The average person sleeps approximately one-third of their life. Out of that sleeping time, about 25% is spent dreaming – this amounts to about 6 years of our overall lives spent in this liminal state where we respond to things in our brains. Of note, in our awake time, almost 50% of that is spent in daydreams! Dream researchers report that people from all over the world frequently dream while sleeping about being chased, being attacked, or falling. Other common dream motifs include feeling frozen or paralyzed, arriving late, flying, and being naked in public. People of all religious beliefs often report having God direct them through their dreams. Has this ever happened to you? Maybe you had been struggling with an issue at work or in a personal relationship, maybe you were considering a job or life change, maybe you were stuck and in need of direction in your life, maybe you were in need of honest self-reflection. Some or all of these are moments where God might just take the opportunity to guide you.

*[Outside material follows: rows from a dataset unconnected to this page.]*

//! The content-addressed path index (component 4.B): a thread-safe
//! path→content-id mirror, fail-closed to the state store on every `Set`.

use dashmap::DashMap;
use tlog_storage::StateStore;
use tlog_types::error::StorageError;
use tlog_types::ContentId;

/// In-memory mirror of a log's path→content-id mapping, backed by 4.A.
///
/// The mirror is never ahead of the store for individual `set` calls: an
/// error from the store propagates before the mirror is updated. `Delete`
/// on a missing path is a no-op; `delete_prefix` updates the mirror first
/// and best-effort propagates to the store (spec §4.B).
pub struct CidIndex {
    map: DashMap<String, ContentId>,
    store: std::sync::Arc<StateStore>,
}

impl CidIndex {
    /// Rehydrates the mirror from the state store (spec §3 "Ownership":
    /// on restart the mirror is rehydrated from the store).
    pub async fn rehydrate(store: std::sync::Arc<StateStore>) -> Result<Self, StorageError> {
        let entries = store.get_cid_index().await?;
        let map = DashMap::new();
        for (path, id) in entries {
            map.insert(path, id);
        }
        Ok(Self { map, store })
    }

    /// `Get(path)`.
    pub fn get(&self, path: &str) -> Option<ContentId> {
        self.map.get(path).map(|entry| *entry)
    }

    /// `Set(path, id)`: writes through to the store first, then the mirror.
    pub async fn set(&self, path: &str, id: ContentId) -> Result<(), StorageError> {
        self.store.set_cid(path, id).await?;
        self.map.insert(path.to_string(), id);
        Ok(())
    }

    /// `Delete(path)`: removes exactly this key from the mirror, then
    /// best-effort from the store; no-op if absent. Distinct from
    /// `DeletePrefix`: `tile_path`/`entry_bundle_path` render partial
    /// widths as bare unpadded decimals (`.p/1`, `.p/10`, `.p/100`, …), so a
    /// prefix scan on one width's exact path would also match every other
    /// width sharing that prefix.
    pub async fn delete(&self, path: &str) -> Result<(), StorageError> {
        self.map.remove(path);
        if let Err(e) = self.store.delete_cid(path).await {
            tracing::warn!(path, error = %e, "best-effort store delete failed after mirror update");
        }
        Ok(())
    }

    /// `DeletePrefix(prefix)`: mirror first, store best-effort (spec §4.B).
    /// Returns the number of entries removed from the mirror.
    pub async fn delete_prefix(&self, prefix: &str) -> Result<u64, StorageError> {
        let removed: Vec<String> = self
            .map
            .iter()
            .filter(|entry| entry.key().starts_with(prefix))
            .map(|entry| entry.key().clone())
            .collect();
        for key in &removed {
            self.map.remove(key);
        }
        if let Err(e) = self.store.delete_cids_with_prefix(prefix).await {
            tracing::warn!(prefix, error = %e, "best-effort store prefix delete failed after mirror update");
        }
        Ok(removed.len() as u64)
    }

    /// Whether `path` is currently present in the mirror.
    pub fn contains(&self, path: &str) -> bool {
        self.map.contains_key(path)
    }

    /// A point-in-time copy of the full path→content-id mapping, consumed
    /// by the index-CAR persister (spec §4.I).
    pub fn snapshot(&self) -> std::collections::BTreeMap<String, ContentId> {
        self.map.iter().map(|entry| (entry.key().clone(), *entry.value())).collect()
    }
}

#[cfg(test)]
mod tests {
    use super::*;

    async fn index() -> (CidIndex, tempfile::TempDir) {
        let dir = tempfile::tempdir().expect("tempdir");
        let store = StateStore::open(dir.path(), "did:key:zA").await.expect("open");
        store.create_log(0).await.expect("create");
        let index = CidIndex::rehydrate(std::sync::Arc::new(store)).await.expect("rehydrate");
        (index, dir)
    }

    #[tokio::test]
    async fn set_then_get_round_trips() {
        let (index, _dir) = index().await;
        let id = ContentId::of(b"hello");
        index.set("tile/0/x000/000", id).await.expect("set");
        assert_eq!(index.get("tile/0/x000/000"), Some(id));
    }

    #[tokio::test]
    async fn delete_removes_exact_key_only() {
        let (index, _dir) = index().await;
        let width_1 = ContentId::of(b"width-1");
        let width_10 = ContentId::of(b"width-10");
        let width_100 = ContentId::of(b"width-100");
        index.set("tile/0/x000/000.p/1", width_1).await.expect("set");
        index.set("tile/0/x000/000.p/10", width_10).await.expect("set");
        index.set("tile/0/x000/000.p/100", width_100).await.expect("set");

        index.delete("tile/0/x000/000.p/1").await.expect("delete");

        assert!(!index.contains("tile/0/x000/000.p/1"));
        assert!(index.contains("tile/0/x000/000.p/10"));
        assert!(index.contains("tile/0/x000/000.p/100"));
    }

    #[tokio::test]
    async fn delete_of_missing_path_is_a_no_op() {
        let (index, _dir) = index().await;
        index.delete("tile/0/x000/000.p/1").await.expect("delete");
        assert!(!index.contains("tile/0/x000/000.p/1"));
    }

    #[tokio::test]
    async fn delete_prefix_clears_matching_entries_only() {
        let (index, _dir) = index().await;
        let full = ContentId::of(b"full");
        let partial = ContentId::of(b"partial");
        index.set("tile/entries/x000/000", full).await.expect("set");
        index
            .set("tile/entries/x000/000.p/3", partial)
            .await
            .expect("set");
        let removed = index
            .delete_prefix("tile/entries/x000/000.p/")
            .await
            .expect("delete prefix");
        assert_eq!(removed, 1);
        assert!(index.contains("tile/entries/x000/000"));
        assert!(!index.contains("tile/entries/x000/000.p/3"));
    }

    #[tokio::test]
    async fn snapshot_reflects_current_entries() {
        let (index, _dir) = index().await;
        let id = ContentId::of(b"hello");
        index.set("checkpoint", id).await.expect("set");
        let snap = index.snapshot();
        assert_eq!(snap.get("checkpoint"), Some(&id));
        assert_eq!(snap.len(), 1);
    }

    #[tokio::test]
    async fn rehydrate_restores_prior_entries() {
        let dir = tempfile::tempdir().expect("tempdir");
        let store = std::sync::Arc::new(
            StateStore::open(dir.path(), "did:key:zA").await.expect("open"),
        );
        store.create_log(0).await.expect("create");
        let id = ContentId::of(b"persisted");
        store.set_cid("checkpoint", id).await.expect("set");

        let index = CidIndex::rehydrate(store).await.expect("rehydrate");
        assert_eq!(index.get("checkpoint"), Some(id));
    }
}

A dear friend of mine was working away at his job – a good job at a bank. He had a wife and young children, but he had begun to feel that God was calling him to a different vocation. In his dreams, he began to encounter walls blocking his way. At first the walls were relatively low and easy to get over. However, as time went on, the walls became higher and broader – they became impossible to get over or around. My friend would wake up frustrated because he could not get where he felt he had to go in his dream. After one especially frustrating dream night, he mentioned his dream to his wife. She told him that God was telling him it was time to leave the bank and enter the ministry – that God was erecting barriers to his current path to get him to go where God desired him to go. He has been in ministry ever since.
Both the Psalmist and Jacob discovered that there was no place that they could go that God was not with them. Jacob was in the wilderness on his way to Haran to find a wife. There was nothing special or sacred looking in the place he found himself as night overtook his journey. He decided to lay down in that non-descript spot and get some sleep. In his sleep, Jacob discovered the truth that God is everywhere. Though Jacob’s life up to that point had been focused solely on Jacob, God informed him that there was a bigger role in God’s plan for him and his descendants. God tells Jacob that God is with him and would protect and bring him safely back to the land on which he lay dreaming. Jacob awakes and utters the truth, “…Indeed, the LORD is in this place, and I did not know….”

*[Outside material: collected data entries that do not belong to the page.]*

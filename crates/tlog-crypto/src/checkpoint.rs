//! Ed25519 checkpoint signing, implemented over `dcrypt` (spec §3, invariant 3).

use dcrypt::api::Signature as _;
use dcrypt::sign::eddsa;
use rand::rngs::OsRng;
use rand::RngCore;
use tlog_types::entities::Checkpoint;
use zeroize::Zeroizing;

/// Errors from checkpoint key handling and signing.
#[derive(Debug, thiserror::Error)]
pub enum SigningError {
    /// The key bytes did not decode to a valid Ed25519 key.
    #[error("invalid signing key: {0}")]
    InvalidKey(String),
    /// The underlying signature operation failed.
    #[error("signing failed: {0}")]
    Backend(String),
}

/// A service identity's Ed25519 keypair, used to sign checkpoints.
pub struct CheckpointSigner {
    signer_id: String,
    public_key: eddsa::Ed25519PublicKey,
    secret_key: eddsa::Ed25519SecretKey,
}

impl CheckpointSigner {
    /// Generates a fresh signing key, identified by `signer_id` in emitted
    /// signature lines (spec's `origin signer-id base64(signature)` shape).
    ///
    /// The seed backing the key is held in a `Zeroizing` buffer and wiped as
    /// soon as the key is derived from it, rather than left to linger in an
    /// RNG-owned stack frame.
    pub fn generate(signer_id: impl Into<String>) -> Result<Self, SigningError> {
        let mut rng = OsRng;
        let mut seed = Zeroizing::new([0u8; 32]);
        rng.fill_bytes(&mut *seed);
        Self::from_seed(signer_id, &seed)
    }

    /// Restores a signer from a raw 32-byte seed, as loaded from the
    /// environment-configured identity key (spec §6, "Environment").
    ///
    /// `seed` is copied into a `Zeroizing` buffer for the duration of key
    /// derivation and wiped on return; the caller's own copy is unaffected
    /// and remains the caller's responsibility to zeroize.
    pub fn from_seed(signer_id: impl Into<String>, seed: &[u8]) -> Result<Self, SigningError> {
        let seed = Zeroizing::new(seed.to_vec());
        let secret_key = eddsa::Ed25519SecretKey::from_seed(&seed)
            .map_err(|e| SigningError::InvalidKey(format!("{e:?}")))?;
        let public_key = secret_key
            .public_key()
            .map_err(|e| SigningError::InvalidKey(format!("{e:?}")))?;
        let signer_id = signer_id.into();
        tracing::debug!(signer_id = %signer_id, "checkpoint signer initialized");
        Ok(Self {
            signer_id,
            public_key,
            secret_key,
        })
    }

    /// This signer's stable identifier, as it appears in signature lines.
    pub fn signer_id(&self) -> &str {
        &self.signer_id
    }

    /// Signs `(origin, size, root)` and returns the checkpoint with this
    /// signer's line appended.
    pub fn sign(&self, origin: &str, size: u64, root: &[u8; 32]) -> Result<Checkpoint, SigningError> {
        let body = Checkpoint::signed_body(origin, size, root);
        let signature = eddsa::Ed25519::sign(body.as_bytes(), &self.secret_key)
            .map_err(|e| SigningError::Backend(format!("{e:?}")))?;
        let line = format!(
            "{origin} {} {}",
            self.signer_id,
            base64::Engine::encode(&base64::engine::general_purpose::STANDARD, signature.to_bytes())
        );
        Ok(Checkpoint {
            origin: origin.to_string(),
            size,
            root: *root,
            signatures: vec![line],
        })
    }

    /// Verifies that `checkpoint` carries a signature line from this signer
    /// valid over its own `(origin, size, root)`.
    pub fn verify(&self, checkpoint: &Checkpoint) -> bool {
        let body = Checkpoint::signed_body(&checkpoint.origin, checkpoint.size, &checkpoint.root);
        let prefix = format!("{} {} ", checkpoint.origin, self.signer_id);
        checkpoint.signatures.iter().any(|line| {
            let Some(sig_b64) = line.strip_prefix(&prefix) else {
                return false;
            };
            let Ok(sig_bytes) =
                base64::Engine::decode(&base64::engine::general_purpose::STANDARD, sig_b64)
            else {
                return false;
            };
            let Ok(signature) = eddsa::Ed25519Signature::from_bytes(&sig_bytes) else {
                return false;
            };
            eddsa::Ed25519::verify(body.as_bytes(), &signature, &self.public_key).is_ok()
        })
    }
}

#[cfg(test)]
mod tests {
    use super::*;

    #[test]
    fn signs_and_verifies_round_trip() {
        let signer = CheckpointSigner::generate("node-a").expect("generate");
        let root = [7u8; 32];
        let checkpoint = signer.sign("tlog://node-a/did:key:zA", 3, &root).expect("sign");
        assert!(signer.verify(&checkpoint));
    }

    #[test]
    fn rejects_tampered_root() {
        let signer = CheckpointSigner::generate("node-a").expect("generate");
        let mut checkpoint = signer
            .sign("tlog://node-a/did:key:zA", 3, &[7u8; 32])
            .expect("sign");
        checkpoint.root = [9u8; 32];
        assert!(!signer.verify(&checkpoint));
    }
}
//! Entry bundle encoding: a sequence of up to 256 length-prefixed raw
//! entries, big-endian 2-byte length followed by bytes (spec §4.F).

use tlog_types::error::IntegrationError;

/// Serializes a list of entries into a bundle's bytes.
pub fn encode_bundle(entries: &[Vec<u8>]) -> Vec<u8> {
    let mut out = Vec::new();
    for entry in entries {
        let len = entry.len() as u16;
        out.extend_from_slice(&len.to_be_bytes());
        out.extend_from_slice(entry);
    }
    out
}

/// Parses a bundle's bytes back into its list of entries.
pub fn decode_bundle(bytes: &[u8]) -> Result<Vec<Vec<u8>>, IntegrationError> {
    let mut out = Vec::new();
    let mut i = 0;
    while i < bytes.len() {
        if i + 2 > bytes.len() {
            return Err(IntegrationError::Store("truncated entry bundle length prefix".into()));
        }
        let len = u16::from_be_bytes([bytes[i], bytes[i + 1]]) as usize;
        i += 2;
        if i + len > bytes.len() {
            return Err(IntegrationError::Store("truncated entry bundle body".into()));
        }
        out.push(bytes[i..i + len].to_vec());
        i += len;
    }
    Ok(out)
}

#[cfg(test)]
mod tests {
    use super::*;
    use proptest::prelude::*;

    #[test]
    fn round_trips_a_list_of_entries() {
        let entries = vec![b"first".to_vec(), b"".to_vec(), b"third entry".to_vec()];
        let bytes = encode_bundle(&entries);
        let back = decode_bundle(&bytes).expect("decode");
        assert_eq!(back, entries);
    }

    #[test]
    fn rejects_truncated_bytes() {
        assert!(decode_bundle(&[0x00, 0x05, b'h', b'i']).is_err());
    }

    proptest! {
        // `decode_bundle` is the exact inverse of `encode_bundle` for any
        // list of entries within the u16 length-prefix's range.
        #[test]
        fn decode_inverts_encode(
            entries in prop::collection::vec(prop::collection::vec(any::<u8>(), 0..64), 0..32)
        ) {
            let bytes = encode_bundle(&entries);
            let decoded = decode_bundle(&bytes).expect("decode");
            prop_assert_eq!(decoded, entries);
        }
    }
}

Indeed, the LORD is in this place and every place. Even the times where we cannot feel the presence of God or when our prayers are like the dust of the wilderness – still God is with us. God comes to us wherever God can get our attention. Given the level of noise and distraction in our current lives, it is no wonder that God often comes while we sleep. In sleeping we are disconnected from the senses that normally make the world coherent. We are not distracted by blue screens or activities – we are available and present in ways that only the contemplatives among us understand. Maybe my dad was not just exhausted in church, maybe he realized at some level that God did not need him awake to hear God’s plans. While I don’t promote sleeping through my sermons, I am certain that God will speak into your lives in many and varied ways. In the days to come, while you daydream or sleep, ask God to visit you and speak to you of God’s dream for you. No matter where you are, don’t be surprised when God shows up speaking of God’s dreams for you. Thanks be to God, amen!